Ironically, Grove Developments was not a tale of “smash and grab”, but the facts gave rise to the same effect. The contractor, S&T, did not submit an unexpected increase in their interim notice, as in reality the divergence between the parties’ valuations had been present for months. However, as events transpired, S&T’s last interim application showed that they valued the contract at nearly £40m instead of the original £26m figure. S&T’s final interim application, arriving after practical completion but far in advance of any final account determination, looked very much like the classic “smash and grab”. The employer, Grove, issued a separate payment notice, but accepted this was out of time. It also submitted a pay less notice that was in time, but S&T argued it was defective and an adjudication on the point found in S&T’s favour.
In line with ISG v Seevic, Grove could not therefore bring an adjudication on the “true value” of S&T’s interim application, so commenced court proceedings.
The Court of Appeal verdict
At first instance, Mr Justice Coulson was highly cognisant of the significance of his judgment to the construction industry, concluding that:
“…I do not consider that the conclusions which I have reached strike at the heart of the adjudication system. On the contrary, I believe that it will strengthen the system, because it will reduce the number of ‘smash and grab’ claims which, in my view, have brought adjudication into a certain amount of disrepute.”

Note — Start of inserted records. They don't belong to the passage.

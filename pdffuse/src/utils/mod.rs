//! Utilities for path collection and size formatting.

use crate::{Result, error::PdfFuseError};
use std::path::PathBuf;

/// Expand multiple glob patterns into filesystem paths.
///
/// Accepts anything iterable with items that convert to `&str`, e.g.:
/// `&[&str]`, `Vec<String>`, or `Vec<&str>`.
///
/// Paths come back in pattern order; within one pattern they follow the
/// order `glob` yields them (alphabetical). A pattern without wildcards
/// that matches nothing is kept as-is, so the caller reports the missing
/// file instead of silently skipping it.
///
/// Errors:
/// - Propagates `glob` parse errors.
/// - Propagates filesystem errors from glob iterator.
pub fn collect_paths_for_patterns<T>(patterns: T) -> Result<Vec<PathBuf>>
where
    T: IntoIterator,
    T::Item: AsRef<str>,
{
    let mut resolved_paths = Vec::new();

    for pattern in patterns.into_iter() {
        let paths = collect_paths_for_pattern(pattern.as_ref())?;
        if paths.is_empty() && !is_glob_pattern(pattern.as_ref()) {
            resolved_paths.push(PathBuf::from(pattern.as_ref()));
        } else {
            resolved_paths.extend(paths);
        }
    }

    Ok(resolved_paths)
}

/// Expand a single glob pattern into filesystem paths.
///
/// Pattern examples:
/// - `"**/*.pdf"`
/// - `"./docs/*.pdf"`
fn collect_paths_for_pattern(pattern: &str) -> Result<Vec<PathBuf>> {
    let mut resolved_paths = Vec::new();

    let paths = glob::glob(pattern).map_err(|err| PdfFuseError::Other {
        message: format!("Invalid pattern '{pattern}': {err}"),
    })?;

    for entry in paths {
        let path = entry.map_err(|err| PdfFuseError::Other {
            message: err.to_string(),
        })?;
        resolved_paths.push(path);
    }

    Ok(resolved_paths)
}

fn is_glob_pattern(pattern: &str) -> bool {
    pattern.contains(['*', '?', '['])
}

/// Format a byte count for display.
///
/// Follows the upload list's convention: plain bytes below 1 KiB, then one
/// decimal in KB, then one decimal in MB with no larger unit.
pub fn format_file_size(size: u64) -> String {
    const KB: u64 = 1024;
    const MB: u64 = KB * 1024;

    if size >= MB {
        format!("{:.1} MB", size as f64 / MB as f64)
    } else if size >= KB {
        format!("{:.1} KB", size as f64 / KB as f64)
    } else {
        format!("{size} bytes")
    }
}
//! Intake and ordering of documents waiting to be merged.
//!
//! The [`DocumentQueue`] is the only mutable state of a merge session. It
//! changes through three operations:
//! - [`append`](DocumentQueue::append) a batch of candidates, keeping PDFs only
//! - [`reorder`](DocumentQueue::reorder) one document to a new position
//! - [`remove`](DocumentQueue::remove) one document by position
//!
//! Every successful mutation publishes a fresh [`QueueSnapshot`] on a
//! `tokio::sync::watch` channel.
//!
//! # Examples
//!
//! ```
//! use pdffuse::queue::DocumentQueue;
//! use pdffuse::source::{PDF_MEDIA_TYPE, SourceFile};
//!
//! let mut queue = DocumentQueue::new();
//! let report = queue.append(vec![
//!     SourceFile::from_bytes("a.pdf", Some(PDF_MEDIA_TYPE), vec![0u8; 8]),
//!     SourceFile::from_bytes("notes.txt", Some("text/plain"), vec![0u8; 8]),
//! ]);
//! assert_eq!(report.accepted, 1);
//! assert_eq!(queue.len(), 1);
//! ```

pub mod document;
pub mod snapshot;

pub use document::{DocumentKey, QueuedDocument};
pub use snapshot::{QueueEntry, QueueSnapshot};

use serde::Serialize;
use tokio::sync::watch;

use crate::error::{PdfFuseError, Result};
use crate::source::SourceFile;

/// Outcome of an intake batch.
#[derive(Debug, Clone, Copy, Default, PartialEq, Eq, Serialize)]
pub struct IntakeReport {
    /// Candidates appended to the queue.
    pub accepted: usize,
    /// Candidates dropped because of their media type.
    pub rejected: usize,
}

/// Ordered, mutable collection of documents pending merge.
#[derive(Debug)]
pub struct DocumentQueue {
    items: Vec<QueuedDocument>,
    next_ordinal: u64,
    snapshots: watch::Sender<QueueSnapshot>,
}

impl DocumentQueue {
    /// Create an empty queue.
    pub fn new() -> Self {
        let (snapshots, _) = watch::channel(QueueSnapshot::default());
        Self {
            items: Vec::new(),
            next_ordinal: 0,
            snapshots,
        }
    }

    /// Append a batch of candidates.
    ///
    /// Candidates that do not declare `application/pdf` are dropped without
    /// an error. When nothing survives the filter the queue is left alone
    /// and no snapshot is published.
    pub fn append<I>(&mut self, candidates: I) -> IntakeReport
    where
        I: IntoIterator<Item = SourceFile>,
    {
        let mut report = IntakeReport::default();
        let mut accepted = Vec::new();

        for candidate in candidates {
            if candidate.is_pdf() {
                accepted.push(candidate);
            } else {
                report.rejected += 1;
                tracing::debug!(
                    name = candidate.name(),
                    media_type = candidate.media_type().unwrap_or("unknown"),
                    "dropping candidate with unsupported media type"
                );
            }
        }

        if accepted.is_empty() {
            return report;
        }

        report.accepted = accepted.len();
        for file in accepted {
            let doc = QueuedDocument::new(file, self.next_ordinal);
            self.next_ordinal += 1;
            self.items.push(doc);
        }

        tracing::debug!(
            accepted = report.accepted,
            queued = self.items.len(),
            "appended documents"
        );
        self.publish();
        report
    }

    /// Move one document from `from` to `to`.
    ///
    /// A missing target (dropped outside the list) or `from == to` is a
    /// no-op. Returns whether the order changed.
    ///
    /// # Errors
    ///
    /// Returns [`PdfFuseError::IndexOutOfBounds`] if either position is
    /// outside the queue. The queue is left unchanged.
    pub fn reorder(&mut self, from: usize, to: Option<usize>) -> Result<bool> {
        let Some(to) = to else {
            return Ok(false);
        };

        let len = self.items.len();
        if from >= len {
            return Err(PdfFuseError::index_out_of_bounds(from, len));
        }
        if to >= len {
            return Err(PdfFuseError::index_out_of_bounds(to, len));
        }
        if from == to {
            return Ok(false);
        }

        let moved = self.items.remove(from);
        self.items.insert(to, moved);

        tracing::debug!(from, to, "reordered document");
        self.publish();
        Ok(true)
    }

    /// Remove the document at `index`; later documents shift left.
    ///
    /// # Errors
    ///
    /// Returns [`PdfFuseError::IndexOutOfBounds`] if `index` is outside the
    /// queue.
    pub fn remove(&mut self, index: usize) -> Result<QueuedDocument> {
        let len = self.items.len();
        if index >= len {
            return Err(PdfFuseError::index_out_of_bounds(index, len));
        }

        let removed = self.items.remove(index);

        tracing::debug!(index, name = removed.name(), "removed document");
        self.publish();
        Ok(removed)
    }

    /// Number of queued documents.
    pub fn len(&self) -> usize {
        self.items.len()
    }

    /// Whether the queue is empty.
    pub fn is_empty(&self) -> bool {
        self.items.is_empty()
    }

    /// Document at `index`.
    pub fn get(&self, index: usize) -> Option<&QueuedDocument> {
        self.items.get(index)
    }

    /// Latest published snapshot.
    pub fn snapshot(&self) -> QueueSnapshot {
        self.snapshots.borrow().clone()
    }

    /// Subscribe to snapshots published after each mutation.
    pub fn subscribe(&self) -> watch::Receiver<QueueSnapshot> {
        self.snapshots.subscribe()
    }

    fn publish(&self) {
        self.snapshots.send_replace(QueueSnapshot::new(&self.items));
    }
}

impl Default for DocumentQueue {
    fn default() -> Self {
        Self::new()
    }
}
//! The event surface of a merge workflow.
//!
//! A [`MergeSession`] owns one queue, one engine and one delivery target.
//! Input adapters (a CLI, a drag-and-drop front end) translate user actions
//! into the `on_*` calls below.

use serde::Serialize;
use tokio::sync::watch;

use crate::config::Config;
use crate::error::{PdfFuseError, Result};
use crate::io::{Delivery, DeliveryReceipt};
use crate::library::{DocumentLibrary, LopdfLibrary};
use crate::merge::{MergeEngine, MergeState, PageContribution};
use crate::queue::{DocumentQueue, IntakeReport, QueueEntry, QueueSnapshot, QueuedDocument};
use crate::source::SourceFile;

/// Outcome of a delivered merge.
#[derive(Debug, Clone, Serialize)]
#[serde(rename_all = "camelCase")]
pub struct MergeReport {
    /// Where the merged document was delivered.
    pub delivery: DeliveryReceipt,
    /// Media type of the delivered document.
    pub media_type: String,
    /// Queue order the merge consumed.
    pub documents: Vec<QueueEntry>,
    /// Number of inputs merged.
    pub files_merged: usize,
    /// Pages in the merged document.
    pub total_pages: usize,
    /// Total size of the inputs.
    pub input_size: u64,
    /// Size of the merged document.
    pub output_size: u64,
    /// Merge time in milliseconds.
    pub merge_time_ms: u64,
    /// Pages each input contributed.
    pub contributions: Vec<PageContribution>,
}

/// Merge plan produced without writing anything.
#[derive(Debug, Clone, Serialize)]
#[serde(rename_all = "camelCase")]
pub struct MergePlan {
    /// Queue order that would be merged.
    pub documents: Vec<QueueEntry>,
    /// Pages each input would contribute.
    pub contributions: Vec<PageContribution>,
    /// Pages the merged document would have.
    pub total_pages: usize,
    /// File name the output would be delivered under.
    pub output_name: String,
}

/// One queue, one engine and one delivery target.
#[derive(Debug)]
pub struct MergeSession<D, L = LopdfLibrary> {
    config: Config,
    queue: DocumentQueue,
    engine: MergeEngine<L>,
    delivery: D,
}

impl<D: Delivery> MergeSession<D, LopdfLibrary> {
    /// Session using `lopdf` with the compression and metadata of `config`.
    pub fn new(config: Config, delivery: D) -> Self {
        let library = LopdfLibrary::from_config(&config);
        Self::with_library(config, library, delivery)
    }
}

impl<D: Delivery, L: DocumentLibrary> MergeSession<D, L> {
    /// Session over a specific document library.
    pub fn with_library(config: Config, library: L, delivery: D) -> Self {
        Self {
            config,
            queue: DocumentQueue::new(),
            engine: MergeEngine::new(library),
            delivery,
        }
    }

    /// Files were offered by the user. Non-PDF candidates are dropped.
    pub fn on_files_added<I>(&mut self, files: I) -> IntakeReport
    where
        I: IntoIterator<Item = SourceFile>,
    {
        self.queue.append(files)
    }

    /// A document was dragged from `from` to `to`; `None` means it was
    /// dropped outside the list.
    ///
    /// # Errors
    ///
    /// Returns [`PdfFuseError::IndexOutOfBounds`] for positions outside the
    /// queue.
    pub fn on_reorder(&mut self, from: usize, to: Option<usize>) -> Result<bool> {
        self.queue.reorder(from, to)
    }

    /// The document at `index` was removed.
    ///
    /// # Errors
    ///
    /// Returns [`PdfFuseError::IndexOutOfBounds`] if `index` is outside the
    /// queue.
    pub fn on_remove(&mut self, index: usize) -> Result<QueuedDocument> {
        self.queue.remove(index)
    }

    /// Whether a merge request would be acted on right now.
    pub fn can_merge(&self) -> bool {
        self.queue.len() >= self.config.min_documents && !self.engine.is_processing()
    }

    /// The user asked for a merge.
    ///
    /// Returns `Ok(None)` when the request is ignored: too few documents are
    /// queued, or a merge is already running. Otherwise the current queue
    /// order is merged and delivered under [`Config::output_name`]. The
    /// queue is left as it was, whatever the outcome.
    ///
    /// # Errors
    ///
    /// Propagates read, decode, serialization and delivery failures.
    pub async fn on_merge_requested(&self) -> Result<Option<MergeReport>> {
        if self.queue.len() < self.config.min_documents {
            tracing::debug!(
                queued = self.queue.len(),
                required = self.config.min_documents,
                "merge request ignored: not enough documents"
            );
            return Ok(None);
        }

        let snapshot = self.queue.snapshot();
        let merged = match self.engine.merge(snapshot.documents()).await {
            Ok(merged) => merged,
            Err(PdfFuseError::ReentrancyRejected) => {
                tracing::debug!("merge request ignored: merge already running");
                return Ok(None);
            }
            Err(err) => return Err(err),
        };

        let delivery = self
            .delivery
            .deliver(&merged.bytes, merged.media_type, &self.config.output_name())
            .await?;

        let statistics = merged.statistics;
        Ok(Some(MergeReport {
            delivery,
            media_type: merged.media_type.to_string(),
            documents: snapshot.entries(),
            files_merged: statistics.files_merged,
            total_pages: statistics.total_pages,
            input_size: statistics.input_size,
            output_size: statistics.output_size,
            merge_time_ms: statistics.merge_time.as_millis() as u64,
            contributions: statistics.contributions,
        }))
    }

    /// Describe what a merge would produce without producing it.
    ///
    /// # Errors
    ///
    /// Returns [`PdfFuseError::NotEnoughDocuments`] when the merge gate is
    /// closed, or the first read/decode failure.
    pub async fn plan(&self) -> Result<MergePlan> {
        if self.queue.len() < self.config.min_documents {
            return Err(PdfFuseError::NotEnoughDocuments {
                required: self.config.min_documents,
                queued: self.queue.len(),
            });
        }

        let snapshot = self.queue.snapshot();
        let contributions = self.engine.plan(snapshot.documents()).await?;

        Ok(MergePlan {
            documents: snapshot.entries(),
            total_pages: contributions.iter().map(|c| c.page_count).sum(),
            contributions,
            output_name: self.config.output_name(),
        })
    }

    /// Current queue order.
    pub fn snapshot(&self) -> QueueSnapshot {
        self.queue.snapshot()
    }

    /// Subscribe to queue snapshots.
    pub fn subscribe(&self) -> watch::Receiver<QueueSnapshot> {
        self.queue.subscribe()
    }

    /// The queue.
    pub fn queue(&self) -> &DocumentQueue {
        &self.queue
    }

    /// Engine state.
    pub fn merge_state(&self) -> MergeState {
        self.engine.state()
    }

    /// Session configuration.
    pub fn config(&self) -> &Config {
        &self.config
    }

    /// The delivery target.
    pub fn delivery(&self) -> &D {
        &self.delivery
    }
}
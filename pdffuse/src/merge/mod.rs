//! PDF merging.
//!
//! This module contains the merge engine and the metadata stamped onto its
//! output:
//! - [`MergeEngine`]: sequential, all-or-nothing page concatenation
//! - [`MetadataManager`]: Info dictionary handling

pub mod engine;
pub mod metadata;

pub use engine::{MergeEngine, MergeState, MergeStatistics, MergedDocument, PageContribution};
pub use metadata::MetadataManager;
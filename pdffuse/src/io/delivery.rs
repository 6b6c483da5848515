//! Handing merged output to the user.
//!
//! A [`Delivery`] receives the serialized document, its media type and the
//! file name the user should see. [`FileDelivery`] writes it to a directory;
//! [`MemoryDelivery`] keeps it for callers that embed the library.

use serde::Serialize;
use std::future::Future;
use std::path::{Path, PathBuf};
use std::sync::{Mutex, PoisonError};

use crate::config::{Config, OverwriteMode};
use crate::error::{PdfFuseError, Result};
use crate::io::writer::PdfWriter;

/// Where a delivered document ended up.
#[derive(Debug, Clone, PartialEq, Eq, Serialize)]
#[serde(rename_all = "camelCase")]
pub struct DeliveryReceipt {
    /// Location of the artifact (a path for files).
    pub location: String,
    /// Bytes delivered.
    pub bytes_written: u64,
}

/// Produces the user-facing artifact for a merged document.
pub trait Delivery {
    /// Deliver `bytes` of type `media_type` under `filename`.
    fn deliver(
        &self,
        bytes: &[u8],
        media_type: &str,
        filename: &str,
    ) -> impl Future<Output = Result<DeliveryReceipt>>;
}

/// Writes merged documents into a directory.
#[derive(Debug, Clone)]
pub struct FileDelivery {
    directory: PathBuf,
    overwrite: bool,
    writer: PdfWriter,
}

impl FileDelivery {
    /// Deliver into `directory`; existing files are replaced only when
    /// `overwrite` is set.
    pub fn new(directory: impl Into<PathBuf>, overwrite: bool) -> Self {
        Self {
            directory: directory.into(),
            overwrite,
            writer: PdfWriter::new(),
        }
    }

    /// Delivery into the configured output directory.
    ///
    /// Only [`OverwriteMode::Force`] replaces an existing file. The prompt
    /// decision for [`OverwriteMode::Prompt`] is taken before delivery, so
    /// callers that confirmed should pass a config with `Force`.
    pub fn from_config(config: &Config) -> Self {
        Self::new(
            config.output_dir(),
            config.overwrite_mode == OverwriteMode::Force,
        )
    }

    /// Target directory.
    pub fn directory(&self) -> &Path {
        &self.directory
    }

    /// Full path a file named `filename` is delivered to.
    pub fn target_path(&self, filename: &str) -> PathBuf {
        self.directory.join(filename)
    }
}

impl Delivery for FileDelivery {
    async fn deliver(
        &self,
        bytes: &[u8],
        media_type: &str,
        filename: &str,
    ) -> Result<DeliveryReceipt> {
        let path = self.target_path(filename);

        if !self.overwrite && self.writer.exists(&path).await {
            return Err(PdfFuseError::output_exists(path));
        }

        let stats = self.writer.write(bytes, &path).await?;
        tracing::info!(
            path = %stats.output_path.display(),
            media_type,
            size = %stats.format_file_size(),
            "delivered merged document"
        );

        Ok(DeliveryReceipt {
            location: stats.output_path.display().to_string(),
            bytes_written: stats.file_size,
        })
    }
}

/// A document held by [`MemoryDelivery`].
#[derive(Debug, Clone, PartialEq, Eq)]
pub struct DeliveredDocument {
    /// File name it was delivered under.
    pub filename: String,
    /// Declared media type.
    pub media_type: String,
    /// Content.
    pub bytes: Vec<u8>,
}

/// Keeps delivered documents in memory.
#[derive(Debug, Default)]
pub struct MemoryDelivery {
    delivered: Mutex<Vec<DeliveredDocument>>,
}

impl MemoryDelivery {
    /// Empty delivery sink.
    pub fn new() -> Self {
        Self::default()
    }

    /// Everything delivered so far, oldest first.
    pub fn delivered(&self) -> Vec<DeliveredDocument> {
        self.delivered
            .lock()
            .unwrap_or_else(PoisonError::into_inner)
            .clone()
    }
}

impl Delivery for MemoryDelivery {
    async fn deliver(
        &self,
        bytes: &[u8],
        media_type: &str,
        filename: &str,
    ) -> Result<DeliveryReceipt> {
        self.delivered
            .lock()
            .unwrap_or_else(PoisonError::into_inner)
            .push(DeliveredDocument {
                filename: filename.to_string(),
                media_type: media_type.to_string(),
                bytes: bytes.to_vec(),
            });

        Ok(DeliveryReceipt {
            location: filename.to_string(),
            bytes_written: bytes.len() as u64,
        })
    }
}
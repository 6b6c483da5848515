//! Sequential page-concatenation engine.

use serde::Serialize;
use std::sync::{Mutex, PoisonError};
use std::time::{Duration, Instant};

use crate::error::{PdfFuseError, Result};
use crate::library::{DocumentLibrary, LopdfLibrary};
use crate::queue::QueuedDocument;
use crate::source::PDF_MEDIA_TYPE;

/// Lifecycle of the engine.
///
/// `Idle → Processing → {Succeeded, Failed}`. A new merge may start from
/// any state other than `Processing`.
#[derive(Debug, Clone, Copy, PartialEq, Eq, Default, Serialize)]
#[serde(rename_all = "lowercase")]
pub enum MergeState {
    /// No merge has run, or the last one was abandoned.
    #[default]
    Idle,
    /// A merge is running.
    Processing,
    /// The last merge produced output.
    Succeeded,
    /// The last merge failed.
    Failed,
}

/// Pages one input contributed to the output.
#[derive(Debug, Clone, PartialEq, Eq, Serialize)]
#[serde(rename_all = "camelCase")]
pub struct PageContribution {
    /// Input file name.
    pub name: String,
    /// First output page taken from this input (1-based).
    pub first_page: usize,
    /// Number of pages taken from this input.
    pub page_count: usize,
}

impl PageContribution {
    /// Last output page taken from this input (1-based), if it has pages.
    pub fn last_page(&self) -> Option<usize> {
        (self.page_count > 0).then(|| self.first_page + self.page_count - 1)
    }
}

/// Statistics about a merge operation.
#[derive(Debug, Clone, Default, Serialize)]
#[serde(rename_all = "camelCase")]
pub struct MergeStatistics {
    /// Number of inputs merged.
    pub files_merged: usize,

    /// Total number of pages in the merged document.
    pub total_pages: usize,

    /// Total size of input files.
    pub input_size: u64,

    /// Size of the serialized output.
    pub output_size: u64,

    /// Total time taken for the merge.
    pub merge_time: Duration,

    /// Per-input page ranges, in output order.
    pub contributions: Vec<PageContribution>,
}

/// The single output of a successful merge.
#[derive(Debug, Clone)]
pub struct MergedDocument {
    /// Serialized PDF.
    pub bytes: Vec<u8>,

    /// Always `application/pdf`.
    pub media_type: &'static str,

    /// Statistics about the merge.
    pub statistics: MergeStatistics,
}

/// Concatenates queued documents page by page.
///
/// The engine holds no queue of its own: it reads the documents it is given
/// in order and never mutates them.
///
/// # Examples
///
/// ```no_run
/// # use pdffuse::merge::MergeEngine;
/// # use pdffuse::queue::QueuedDocument;
/// # async fn example(documents: Vec<QueuedDocument>) -> pdffuse::Result<()> {
/// let engine = MergeEngine::default();
/// let merged = engine.merge(&documents).await?;
/// println!(
///     "Merged {} files into {} pages",
///     merged.statistics.files_merged, merged.statistics.total_pages
/// );
/// # Ok(())
/// # }
/// ```
#[derive(Debug)]
pub struct MergeEngine<L = LopdfLibrary> {
    library: L,
    state: Mutex<MergeState>,
}

impl<L: DocumentLibrary> MergeEngine<L> {
    /// Create an engine over a document library.
    pub fn new(library: L) -> Self {
        Self {
            library,
            state: Mutex::new(MergeState::Idle),
        }
    }

    /// The document library in use.
    pub fn library(&self) -> &L {
        &self.library
    }

    /// Current state.
    pub fn state(&self) -> MergeState {
        *self.state.lock().unwrap_or_else(PoisonError::into_inner)
    }

    /// Whether a merge is running.
    pub fn is_processing(&self) -> bool {
        self.state() == MergeState::Processing
    }

    /// Merge `documents` in order into one PDF.
    ///
    /// Each input is read, decoded and fully appended before the next one
    /// is touched. The first failure aborts the whole merge.
    ///
    /// # Errors
    ///
    /// - [`PdfFuseError::ReentrancyRejected`] if a merge is already running;
    ///   the running merge is unaffected
    /// - [`PdfFuseError::NoFilesToMerge`] if `documents` is empty
    /// - [`PdfFuseError::FailedToReadSource`], [`PdfFuseError::DecodeFailed`]
    ///   or [`PdfFuseError::EncryptedPdf`] if an input cannot be used
    pub async fn merge(&self, documents: &[QueuedDocument]) -> Result<MergedDocument> {
        let guard = ProcessingGuard::acquire(&self.state)?;

        tracing::info!(documents = documents.len(), "merge started");
        let result = self.run(documents).await;

        match &result {
            Ok(merged) => {
                tracing::info!(
                    files = merged.statistics.files_merged,
                    pages = merged.statistics.total_pages,
                    bytes = merged.bytes.len(),
                    elapsed_ms = merged.statistics.merge_time.as_millis() as u64,
                    "merge finished"
                );
                guard.finish(MergeState::Succeeded);
            }
            Err(err) => {
                tracing::warn!(error = %err, "merge failed");
                guard.finish(MergeState::Failed);
            }
        }

        result
    }

    /// Decode every input and report the pages each would contribute.
    ///
    /// Nothing is copied or serialized and the engine state is untouched.
    ///
    /// # Errors
    ///
    /// Fails on the first input that cannot be read or decoded.
    pub async fn plan(&self, documents: &[QueuedDocument]) -> Result<Vec<PageContribution>> {
        let mut contributions = Vec::with_capacity(documents.len());
        let mut next_page = 1;

        for queued in documents {
            let bytes = queued.file().read_bytes().await?;
            let source = self.library.load_document(queued.name(), &bytes)?;
            let page_count = self.library.page_indices(&source).len();

            contributions.push(PageContribution {
                name: queued.name().to_string(),
                first_page: next_page,
                page_count,
            });
            next_page += page_count;

            tokio::task::yield_now().await;
        }

        Ok(contributions)
    }

    async fn run(&self, documents: &[QueuedDocument]) -> Result<MergedDocument> {
        if documents.is_empty() {
            return Err(PdfFuseError::NoFilesToMerge);
        }

        let started = Instant::now();
        let mut output = self.library.create_empty_document();
        let mut statistics = MergeStatistics::default();

        for (index, queued) in documents.iter().enumerate() {
            tracing::debug!(position = index + 1, name = queued.name(), "appending document");

            let bytes = queued.file().read_bytes().await?;
            let source = self.library.load_document(queued.name(), &bytes)?;
            let indices = self.library.page_indices(&source);

            let pages = self.library.copy_pages(&mut output, &source, &indices)?;
            for page in pages {
                self.library.add_page(&mut output, page)?;
            }

            statistics.contributions.push(PageContribution {
                name: queued.name().to_string(),
                first_page: statistics.total_pages + 1,
                page_count: indices.len(),
            });
            statistics.total_pages += indices.len();
            statistics.input_size += bytes.len() as u64;
            statistics.files_merged += 1;

            tokio::task::yield_now().await;
        }

        let bytes = self.library.serialize(&mut output)?;
        statistics.output_size = bytes.len() as u64;
        statistics.merge_time = started.elapsed();

        Ok(MergedDocument {
            bytes,
            media_type: PDF_MEDIA_TYPE,
            statistics,
        })
    }
}

impl Default for MergeEngine<LopdfLibrary> {
    fn default() -> Self {
        Self::new(LopdfLibrary::new())
    }
}

/// Holds the engine in `Processing`; falls back to `Idle` if dropped
/// without [`finish`](Self::finish).
struct ProcessingGuard<'a> {
    state: &'a Mutex<MergeState>,
    finished: bool,
}

impl<'a> ProcessingGuard<'a> {
    fn acquire(state: &'a Mutex<MergeState>) -> Result<Self> {
        let mut current = state.lock().unwrap_or_else(PoisonError::into_inner);
        if *current == MergeState::Processing {
            tracing::debug!("merge already running, rejecting request");
            return Err(PdfFuseError::ReentrancyRejected);
        }
        *current = MergeState::Processing;

        Ok(Self {
            state,
            finished: false,
        })
    }

    fn finish(mut self, outcome: MergeState) {
        self.set(outcome);
        self.finished = true;
    }

    fn set(&self, value: MergeState) {
        *self.state.lock().unwrap_or_else(PoisonError::into_inner) = value;
    }
}

impl Drop for ProcessingGuard<'_> {
    fn drop(&mut self) {
        if !self.finished {
            self.set(MergeState::Idle);
        }
    }
}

Sir Rupert Jackson commenced his judgment in a similar vein, noting that the issue of whether an employer was entitled to adjudicate as to the value of an interim payment notice was “…of great importance to the construction industry.”
He conducted a rigorous analysis of the conflicting authorities of the lower courts and was at pains to point out that, although his findings ultimately mean that ISG v Seevic, Galliford Try  and Kersfield , have been reversed on the issue of secondary valuation adjudications, this was in no way a criticism of the judges in those cases:
“We are all trying to hack out a pathway through a dense thicket of amended legislation, burgeoning case law and ever-changing standard form contracts.”
Those in the construction industry will have some sympathy with Sir Rupert Jackson’s eloquently stated sentiments.
"Sir Rupert Jackson noted that when the interim application becomes payable it does not mean that the true value of the work is also then conclusively established..."
The Court of Appeal agreed with all the reasons provided by Mr Justice Coulson as to why an employer is entitled to open up the question of the valuation of an interim application after an adjudicator has found that it is payable. Sir Rupert Jackson noted that when the interim application becomes payable it does not mean that the true value of the work is also then conclusively established, emphasising the distinction between an obligation to pay a notified sum under section 111 of the Housing Grants, Construction and Regeneration Act 1996 (as amended by the Local Democracy, Economic Development and Construction Act 2009) (the “Amended Act”) and a true valuation of the work done:
“… section 111 is not the philosopher’s stone. It does not transmute the sum notified by one or other of those three documents into a true valuation of the work done…”
Similarly, he found resonance in the distinction between the language in the JCT contract as to the “sum due” versus the “sum stated as due”, indicating that the “sum stated as due” clearly leaves open the possibility for later review.